Jararaca-de-Alcatraz (B. alcatraz) ocorre somente na Ilha dos Alcatrazes, no litoral do estado de São Paulo, próximo ao município de São Sebastião
Diego Santana/iNaturalist
Com as serpentes insulares, Selma pretende aprofundar os estudos para criar um banco de sêmen que possibilite a inseminação artificial com o objetivo de garantir a conservação das espécies.
Caso naja no DF
Em julho de 2020, um jovem estudante de medicina veterinária que criava de forma clandestina uma naja em Brasília, foi picado pelo animal que é uma das serpentes mais venenosas do mundo.

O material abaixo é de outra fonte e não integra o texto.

use crate::model::ScanReport;
use anyhow::Result;

pub fn render_json(report: &ScanReport) -> Result<String> {
    Ok(serde_json::to_string_pretty(report)?)
}

pub fn render_inventory_json(names: &[String]) -> Result<String> {
    Ok(serde_json::to_string_pretty(names)?)
}

#[cfg(test)]
mod tests {
    use super::*;

    #[test]
    fn test_render_json_fields() {
        let report = ScanReport::new("root");
        let value: serde_json::Value = serde_json::from_str(&render_json(&report).unwrap()).unwrap();
        assert_eq!(value["root"], "root");
        assert_eq!(value["findings"], serde_json::json!([]));
        assert_eq!(value["suppressed"], 0);
        assert!(value["scan_time"].is_string());
    }

    #[test]
    fn test_render_inventory_json() {
        let names = vec!["a".to_string(), "b".to_string()];
        let value: Vec<String> = serde_json::from_str(&render_inventory_json(&names).unwrap()).unwrap();
        assert_eq!(value, names);
    }
}
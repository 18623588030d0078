use serde::{Deserialize, Serialize};
use std::path::PathBuf;

/// The file format a dependency declaration was read from.
#[derive(Debug, Clone, Copy, PartialEq, Eq, Hash, Serialize, Deserialize)]
#[serde(rename_all = "snake_case")]
pub enum DependencySource {
    /// `package.json`
    Manifest,
    /// `package-lock.json` with a root `dependencies` tree (lockfileVersion 1)
    LockV1,
    /// `package-lock.json` with a flat `packages` map (lockfileVersion 2+)
    LockV2,
}

impl DependencySource {
    /// The label printed in front of each finding.
    pub fn label(&self) -> &'static str {
        match self {
            DependencySource::Manifest => "package.json",
            DependencySource::LockV1 => "package-lock.json (v1)",
            DependencySource::LockV2 => "package-lock.json (v2)",
        }
    }
}

impl std::fmt::Display for DependencySource {
    fn fmt(&self, f: &mut std::fmt::Formatter<'_>) -> std::fmt::Result {
        write!(f, "{}", self.label())
    }
}

/// A dependency as written in a manifest or lockfile.
///
/// `raw_version` is kept exactly as declared (a manifest specifier may still
/// carry `^` or `~`); normalization happens at match time.
#[derive(Debug, Clone, PartialEq, Eq, Serialize, Deserialize)]
pub struct DeclaredDependency {
    pub name: String,
    pub raw_version: String,
    pub source: DependencySource,
    pub file_path: PathBuf,
}

impl DeclaredDependency {
    pub fn new(
        name: impl Into<String>,
        raw_version: impl Into<String>,
        source: DependencySource,
        file_path: impl Into<PathBuf>,
    ) -> Self {
        Self {
            name: name.into(),
            raw_version: raw_version.into(),
            source,
            file_path: file_path.into(),
        }
    }
}
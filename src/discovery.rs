//! Project discovery.
//!
//! A project is any directory that directly contains a `package.json` or a
//! `package-lock.json`. Discovery walks the whole tree, `node_modules`
//! included, unless a directory name matches `ignore.paths`.

use std::collections::BTreeSet;
use std::path::{Path, PathBuf};

use tracing::debug;
use walkdir::{DirEntry, WalkDir};

use crate::config::IgnoreConfig;
use crate::scanner::{LOCKFILE_NAME, MANIFEST_NAME};

/// Returns every project directory under `root`, sorted by path string.
///
/// When `root` is `.` the results are relative (`app`, not `./app`), and
/// the root project itself is `.`.
pub fn discover_projects(root: &Path, ignore: &IgnoreConfig) -> Vec<PathBuf> {
    let mut projects = BTreeSet::new();

    let walker = WalkDir::new(root)
        .into_iter()
        .filter_entry(|entry| !is_ignored_dir(entry, ignore));

    for entry in walker {
        let entry = match entry {
            Ok(entry) => entry,
            Err(e) => {
                debug!(error = %e, "skipping unreadable entry");
                continue;
            }
        };

        if entry.file_type().is_dir() || !is_project_file(&entry) {
            continue;
        }

        if let Some(parent) = entry.path().parent() {
            projects.insert(tidy_path(root, parent));
        }
    }

    let mut projects: Vec<PathBuf> = projects.into_iter().collect();
    projects.sort_by_cached_key(|p| p.to_string_lossy().into_owned());
    debug!(root = %root.display(), count = projects.len(), "discovered projects");
    projects
}

/// Path of `file_name` inside project `dir`, without a `./` prefix.
pub fn project_file(dir: &Path, file_name: &str) -> PathBuf {
    if dir == Path::new(".") {
        PathBuf::from(file_name)
    } else {
        dir.join(file_name)
    }
}

fn tidy_path(root: &Path, path: &Path) -> PathBuf {
    if root != Path::new(".") {
        return path.to_path_buf();
    }
    match path.strip_prefix(".") {
        Ok(rel) if !rel.as_os_str().is_empty() => rel.to_path_buf(),
        _ => path.to_path_buf(),
    }
}

fn is_project_file(entry: &DirEntry) -> bool {
    matches!(
        entry.file_name().to_str(),
        Some(MANIFEST_NAME) | Some(LOCKFILE_NAME)
    )
}

fn is_ignored_dir(entry: &DirEntry, ignore: &IgnoreConfig) -> bool {
    entry.depth() > 0
        && entry.file_type().is_dir()
        && entry
            .file_name()
            .to_str()
            .is_some_and(|name| ignore.should_ignore_dir(name))
}
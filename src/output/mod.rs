mod cli;
mod json;
mod text;

pub use cli::render_cli_table;
pub use json::{render_inventory_json, render_json};
pub use text::{render_inventory_text, render_text};

use crate::model::ScanReport;
use anyhow::Result;

/// Output format for scan results
#[derive(Debug, Clone, Copy, PartialEq, Eq)]
pub enum OutputFormat {
    /// One `kind | file | name@version` line per finding
    Text,
    /// Human-readable table with a summary
    Table,
    /// JSON format for programmatic use
    Json,
}

impl OutputFormat {
    /// Interactive formats show per-project progress while scanning.
    pub fn is_interactive(&self) -> bool {
        !matches!(self, OutputFormat::Json)
    }
}

impl std::str::FromStr for OutputFormat {
    type Err = String;

    fn from_str(s: &str) -> Result<Self, Self::Err> {
        match s.to_lowercase().as_str() {
            "text" | "plain" => Ok(OutputFormat::Text),
            "table" => Ok(OutputFormat::Table),
            "json" => Ok(OutputFormat::Json),
            _ => Err(format!(
                "Unknown format: {}. Use 'text', 'table', or 'json'",
                s
            )),
        }
    }
}

/// Formats a scan report.
pub fn render_report(report: &ScanReport, format: OutputFormat) -> Result<String> {
    match format {
        OutputFormat::Text => Ok(render_text(report)),
        OutputFormat::Table => Ok(render_cli_table(report)),
        OutputFormat::Json => render_json(report),
    }
}

/// Formats an inventory. Table output is the same as text: one name per line.
pub fn render_inventory(names: &[String], format: OutputFormat) -> Result<String> {
    match format {
        OutputFormat::Json => render_inventory_json(names),
        OutputFormat::Text | OutputFormat::Table => Ok(render_inventory_text(names)),
    }
}
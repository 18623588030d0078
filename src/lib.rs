//! # lockwatch
//!
//! Audits a directory tree of npm projects for dependencies pinned to
//! versions on a curated advisory list.
//!
//! ```no_run
//! use std::path::Path;
//! use lockwatch::{audit, AdvisoryRegistry, Config};
//!
//! let config = Config::default();
//! let registry = AdvisoryRegistry::load(&config.advisory_file)?;
//! let report = audit::run_scan(Path::new("."), &registry, &config, |_, _, dir| {
//!     println!("Checking {}", dir.display());
//! })?;
//! for finding in &report.findings {
//!     println!("{finding}");
//! }
//! # Ok::<(), lockwatch::ScanError>(())
//! ```

pub mod audit;
pub mod checker;
pub mod config;
pub mod discovery;
pub mod error;
pub mod inventory;
pub mod logging;
pub mod model;
pub mod output;
pub mod scanner;

pub use checker::{AdvisoryRegistry, Checker};
pub use config::Config;
pub use error::ScanError;
pub use model::{DeclaredDependency, DependencySource, Finding, ScanReport};
pub use scanner::Extractor;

Na época, ele foi internado em estado grave e o ataque instigou uma série de investigações acerca de tráfico ilegal de animais silvestres.
Cobra naja, no Instituto Butantan, em São Paulo
Comunicação Butantan
Pelo crime ambiental, o estudante, a mãe, o padrasto e um amigo tiveram penas convertidas em serviços comunitários.
“Em casos como esses ficamos muito preocupados, porque a gravidade desse acidente exigiu uma quantidade enorme de soro. Felizmente o Instituto Butantan conseguiu enviar a quantidade de soro que o acidentado precisava”, conta Selma Almeida Santos.
O fato de terem abandonado uma serpente peçonhenta que não pertence à nossa fauna em um shopping da cidade, sem o menor cuidado com o animal e com as pessoas, deixou os pesquisadores bastante indignados.
A naja resgatada chegou ao Butantan em 2021 e se encontra no Museu Biológico para exposição, onde atua como ferramenta de educação ambiental. “Seria muito difícil promovermos uma reintrodução desse indivíduo na natureza, isso porque ela já está há muito tempo fora de seu habitat, sendo alimentada e tratada por biólogos”.
Cuidados
O Instituto Butantan trabalha com várias espécies de serpentes, mas as peçonhentas mais comuns são as jararacas, cascavéis e corais, principalmente usadas para extração de veneno. As falsas corais são muito utilizadas para a atividade “Mão na Cobra, só no Butantan”, pois são serpentes mais dóceis.
Espécies como cascavéis oferecem sinais de que estão por perto, como o barulho com o chocalho
Alfredo Sabaliauskas/iNaturalist
O LEEV, do qual Selma atua como diretora técnica, é o laboratório responsável pela ação. Através do projeto, a população pode manipular algumas espécies de serpentes, mas sempre com acompanhamento de especialistas.
O Butantan reforça, sempre, que as pessoas jamais manipulem cobras sem a supervisão de alguém da área. Isso porque serpentes como a cobra-coral, por exemplo, podem ser verdadeiras ou falsas, sendo que a diferença entre elas é imperceptível para o público leigo.
“O recomendado é que a pessoa se afaste ao se deparar com uma serpente. Algumas oferecem sinais de que estão por perto. A cascavel mesmo faz um barulho com o chocalho. Não é para capturar a serpente, tem casos em que ela própria se afasta do homem, outros em que elas dão botes defensivos sem picar propriamente e inocular a peçonha”, conclui Selma.